Jane Singer (jsinger@il.ibm.com), QA Engineer, IBM

Jane Singer photoJane Singer is on the QA teams for both InfoSphere Guardium Data Redaction and InfoSphere Classification Module at the IBM Israel Software Lab. In addition she leads L3 and presales support for InfoSphere Classification Module.



03 November 2011

Also available in Chinese

Overview

InfoSphere Guardium Data Redaction is a product aimed at achieving a balance between openness and privacy. Often, the same regulations require organizations to share their documents with regulators, business partners, or customers, and at the same time to protect sensitive information which may be buried in these documents. With thousands of document in Enterprise Content Management systems such as IBM FileNet ® and IBM Content Manger®, automation combined with a well-structured workflow is essential for practically controlling access to private information in documents at a fine grain.

For example, in eDiscovery, lawyers must share documents with the opposing lawyer adversaries. But lawyers do not want to release any information they don't need to, and attorney-client privileged information must be carefully protected. Similarly, The Freedom of Information Act (FOIA) is intended to hold government organizations more accountable for their actions by making information about those actions available on demand. However, individuals are not entitled to access sensitive personal information. But on the other hand, the same regulation requires that those ordering the documents must not see any sensitive personal or national security information embedded in documents that might be made public.

InfoSphere Guardium Data Redaction product automatically finds and deletes sensitive text within a document, redacting the document.
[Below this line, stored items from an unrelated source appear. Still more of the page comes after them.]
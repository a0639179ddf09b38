//! Time budgets applied by collection stores.
//!
//! Durations are (de)serialized as integer milliseconds, so a config can be embedded in an
//! application's own settings file:
//!
//! ```ignore
//! { "cursor_fetch_timeout": 5000, "operation_timeout": 30000 }
//! ```

use serde::{Deserialize, Serialize};
use std::time::Duration;

/// Per-store time budgets.
#[derive(Debug, Clone, Copy, PartialEq, Eq, Serialize, Deserialize)]
#[serde(default)]
pub struct StoreConfig {
    /// Budget for opening a cursor in multi-document reads.
    #[serde(with = "millis")]
    pub cursor_open_timeout: Duration,
    /// Budget for draining a cursor.
    #[serde(with = "millis")]
    pub cursor_fetch_timeout: Duration,
    /// Budget for closing a cursor.
    #[serde(with = "millis")]
    pub cursor_close_timeout: Duration,
    /// Server-side budget for counts.
    #[serde(with = "millis")]
    pub count_max_time: Duration,
    /// Overall budget for the database step of an operation. Unbounded when `None`.
    #[serde(with = "optional_millis")]
    pub operation_timeout: Option<Duration>,
}

impl Default for StoreConfig {
    fn default() -> Self {
        Self {
            cursor_open_timeout: Duration::from_secs(1),
            cursor_fetch_timeout: Duration::from_secs(1),
            cursor_close_timeout: Duration::from_secs(1),
            count_max_time: Duration::from_secs(2),
            operation_timeout: None,
        }
    }
}

impl StoreConfig {
    pub fn with_cursor_open_timeout(mut self, timeout: Duration) -> Self {
        self.cursor_open_timeout = timeout;
        self
    }

    pub fn with_cursor_fetch_timeout(mut self, timeout: Duration) -> Self {
        self.cursor_fetch_timeout = timeout;
        self
    }

    pub fn with_cursor_close_timeout(mut self, timeout: Duration) -> Self {
        self.cursor_close_timeout = timeout;
        self
    }

    pub fn with_count_max_time(mut self, max_time: Duration) -> Self {
        self.count_max_time = max_time;
        self
    }

    pub fn with_operation_timeout(mut self, timeout: Duration) -> Self {
        self.operation_timeout = Some(timeout);
        self
    }
}

mod millis {
    use serde::{Deserialize, Deserializer, Serializer};
    use std::time::Duration;

    pub fn serialize<S: Serializer>(value: &Duration, serializer: S) -> Result<S::Ok, S::Error> {
        serializer.serialize_u64(value.as_millis() as u64)
    }

    pub fn deserialize<'de, D: Deserializer<'de>>(deserializer: D) -> Result<Duration, D::Error> {
        Ok(Duration::from_millis(u64::deserialize(deserializer)?))
    }
}

mod optional_millis {
    use serde::{Deserialize, Deserializer, Serializer};
    use std::time::Duration;

    pub fn serialize<S: Serializer>(value: &Option<Duration>, serializer: S) -> Result<S::Ok, S::Error> {
        match value {
            Some(value) => serializer.serialize_some(&(value.as_millis() as u64)),
            None => serializer.serialize_none(),
        }
    }

    pub fn deserialize<'de, D: Deserializer<'de>>(deserializer: D) -> Result<Option<Duration>, D::Error> {
        Ok(Option::<u64>::deserialize(deserializer)?.map(Duration::from_millis))
    }
}
//! Main doclane crate providing a hook-aware data-access layer for document databases.
//!
//! This crate is the primary entry point for users of doclane. It re-exports the core
//! types from the sub-crates and provides access to the storage backends.
//!
//! # Features
//!
//! - **Uniform CRUD** - Insert, update, upsert, replace, read, count and delete over any
//!   type embedding a `BaseDocument`
//! - **Lifecycle hooks** - Async before/after callbacks for every operation
//! - **Identifier and timestamp handling** - `_id`, `created_at` and `updated_at` are
//!   managed by the store
//! - **Error classification** - Duplicate keys, missing and unmodified documents are
//!   reported as distinct errors
//! - **Multiple backends** - MongoDB for production, in-memory for tests
//!
//! # Quick Start
//!
//! ```ignore
//! use doclane::{prelude::*, memory::InMemoryStore};
//! use serde::{Serialize, Deserialize};
//!
//! #[derive(Debug, Clone, Default, Serialize, Deserialize, Document)]
//! pub struct Note {
//!     #[serde(flatten)]
//!     pub base: BaseDocument,
//!     pub title: String,
//! }
//!
//! #[tokio::main]
//! async fn main() -> DocumentStoreResult<()> {
//!     let store = DocumentStore::new(InMemoryStore::new(), "app");
//!     let mut notes = store.collection("notes");
//!
//!     notes.add_after_hook(Operation::InsertOne, |ctx| async move {
//!         println!("{} done on {}", ctx.operation, ctx.namespace);
//!         Ok(())
//!     });
//!
//!     let mut note = Note { title: "groceries".into(), ..Default::default() };
//!     let id = notes.insert_one(&mut note).await?;
//!
//!     let mut loaded = Note::default();
//!     notes.get_one_by_id(&id, &mut loaded).await?;
//!
//!     let open = notes
//!         .get_many_by_filter(
//!             FilterBuilder::new().equal_to("title", "groceries").build(),
//!             Note::default,
//!             FindOptions::default(),
//!         )
//!         .await?;
//!
//!     store.shutdown().await
//! }
//! ```
//!
//! # Backends
//!
//! - [`memory`] - In-memory storage for development and testing
//! - [`mongodb`] - MongoDB backend (requires `mongodb` feature)

pub mod prelude;

pub use doclane_core::{backend, clock, collection, config, document, error, filter, hooks, id, store};
pub use doclane_macros::Document;

// Re-export BSON types for convenience
pub use bson;

/// In-memory storage backend implementations.
pub mod memory {
    pub use doclane_memory::{InMemoryCursor, InMemoryStore, InMemoryStoreBuilder};
}

/// MongoDB storage backend implementations.
///
/// This module is only available when the `mongodb` feature is enabled.
#[cfg(feature = "mongodb")]
pub mod mongodb {
    pub use doclane_mongodb::{MongoCursor, MongoDbStore, MongoDbStoreBuilder};
}
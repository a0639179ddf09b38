//! Conversions between textual identifiers and database ObjectIds.
//!
//! Identifiers travel through the public API as 24 character lowercase hex strings and are
//! stored as native [`ObjectId`] values. The all-zero id is the "unset" sentinel.
//!
//! # Example
//!
//! ```ignore
//! use doclane::id::{decode_hex, encode_hex};
//!
//! let id = decode_hex("6291dc08a802d7000622f16a")?;
//! assert_eq!(encode_hex(&id), "6291dc08a802d7000622f16a");
//! ```

use bson::{Bson, oid::ObjectId};

use crate::error::{DocumentStoreError, DocumentStoreResult};

/// Returns the all-zero identifier.
pub fn zero_id() -> ObjectId {
    ObjectId::from_bytes([0; 12])
}

/// Returns `true` if `id` is the all-zero identifier.
pub fn is_zero_id(id: &ObjectId) -> bool {
    id.bytes() == [0; 12]
}

/// Parses a 24 character hex string into an [`ObjectId`].
///
/// # Errors
///
/// Returns [`DocumentStoreError::InvalidIdentifier`] carrying the input when it is not
/// exactly 24 hex characters.
pub fn decode_hex(hex: &str) -> DocumentStoreResult<ObjectId> {
    ObjectId::parse_str(hex).map_err(|_| DocumentStoreError::InvalidIdentifier(hex.to_string()))
}

/// Renders an [`ObjectId`] as 24 lowercase hex characters.
pub fn encode_hex(id: &ObjectId) -> String {
    id.to_hex()
}

/// Returns `true` if `hex` would decode successfully.
pub fn is_valid_hex(hex: &str) -> bool {
    decode_hex(hex).is_ok()
}

/// Decodes every entry of `hexes`, failing on the first malformed one.
///
/// The conversion is atomic: either all entries decode, or the error names the first bad
/// entry and its position and no partial list is returned.
pub fn decode_hex_many<S: AsRef<str>>(hexes: &[S]) -> DocumentStoreResult<Vec<ObjectId>> {
    hexes
        .iter()
        .enumerate()
        .map(|(index, hex)| {
            let hex = hex.as_ref();

            ObjectId::parse_str(hex).map_err(|_| {
                DocumentStoreError::InvalidIdentifier(format!("{hex} (at index {index})"))
            })
        })
        .collect()
}

/// Interprets an identifier value as it comes back from the database.
///
/// Accepts a native ObjectId, a hex string, or the extended JSON form `{"$oid": "<hex>"}`.
pub fn id_from_wire(value: &Bson) -> DocumentStoreResult<ObjectId> {
    match value {
        Bson::ObjectId(id) => Ok(*id),
        Bson::String(hex) => decode_hex(hex),
        Bson::Document(doc) => match doc.get("$oid") {
            Some(Bson::String(hex)) if doc.len() == 1 => decode_hex(hex),
            _ => Err(DocumentStoreError::InvalidIdentifier(value.to_string())),
        },
        other => Err(DocumentStoreError::InvalidIdentifier(other.to_string())),
    }
}

#[cfg(test)]
mod tests {
    use bson::doc;

    use super::*;
    use crate::error::ErrorKind;

    #[test]
    fn valid_hex_round_trips() {
        let hex = "6291dc08a802d7000622f16a";

        assert!(is_valid_hex(hex));
        assert_eq!(encode_hex(&decode_hex(hex).unwrap()), hex);
    }

    #[test]
    fn malformed_hex_is_rejected() {
        for input in ["", "123", "6291dc08a802d7000622f", "zz91dc08a802d7000622f16a"] {
            let err = decode_hex(input).unwrap_err();

            assert_eq!(err, DocumentStoreError::InvalidIdentifier(input.to_string()));
            assert_eq!(err.kind(), ErrorKind::InvalidIdentifier);
            assert!(!is_valid_hex(input));
        }
    }

    #[test]
    fn zero_id_encodes_as_zeros() {
        assert_eq!(encode_hex(&zero_id()), "000000000000000000000000");
        assert!(is_zero_id(&zero_id()));
        assert!(!is_zero_id(&ObjectId::new()));
    }

    #[test]
    fn decode_many_is_atomic() {
        let ids = decode_hex_many(&["6291dc08a802d7000622f16a", "555555555555555555555555"]).unwrap();
        assert_eq!(ids.len(), 2);

        let err = decode_hex_many(&["6291dc08a802d7000622f16a", "bad", "555555555555555555555555"])
            .unwrap_err();
        assert_eq!(err, DocumentStoreError::InvalidIdentifier("bad (at index 1)".into()));
    }

    #[test]
    fn wire_forms() {
        let id = ObjectId::new();

        assert_eq!(id_from_wire(&Bson::ObjectId(id)).unwrap(), id);
        assert_eq!(id_from_wire(&Bson::String(id.to_hex())).unwrap(), id);
        assert_eq!(id_from_wire(&Bson::Document(doc! { "$oid": id.to_hex() })).unwrap(), id);
        assert!(id_from_wire(&Bson::Int32(7)).is_err());
        assert!(id_from_wire(&Bson::Document(doc! { "id": id.to_hex() })).is_err());
    }
}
It then outputs the redacted document in a format such as a PDF. Alternatively, the product includes a web-based Secure Viewer for even more control over the release of private information. Each user sees just what they are allowed to see. In some cases, even if a user is allowed to see some information, it is withheld unless they ask for it, specifying the reason for their need to know.

Within an organization, not all documents contain sensitive data. For the redaction to be effective, it is critical that relevant documents be identified. InfoSphere Guardium Data Redaction is capable of identifying and redacting many types of personally identifiable information, but not all occurrences constitute sensitive data. The sensitivity of the entities is often dependent on context. For example, names of medical procedures in administrative documents catalog are not sensitive, but in patient records they are. IBM Classification Module is capable of identifying sensitive documents containing data that requires redaction.

The level of sensitivity varies across documents of different types. A group of documents from one department within the organization may require a customized redaction policy. Other groups of documents may have been created for public consumption, and it can be assumed that these documents contain no sensitive data. These document groupings may or may not be part of a formalized classification system.

Below is an example of a sensitive document, and its redacted version. Personal names, addresses, account and telephone numbers have been removed.

Figure 1. An overview of the redaction process
Shows original document, sensitive information removed, and resulting document

There are different formats available for the redacted version of the document. In addition to the usual formats (PDF, Microsoft Word document, TIFF, text, and so on), a propriety format is available that can be viewed by the Secure Viewer (an application shipped with InfoSphere Guardium Data Redaction).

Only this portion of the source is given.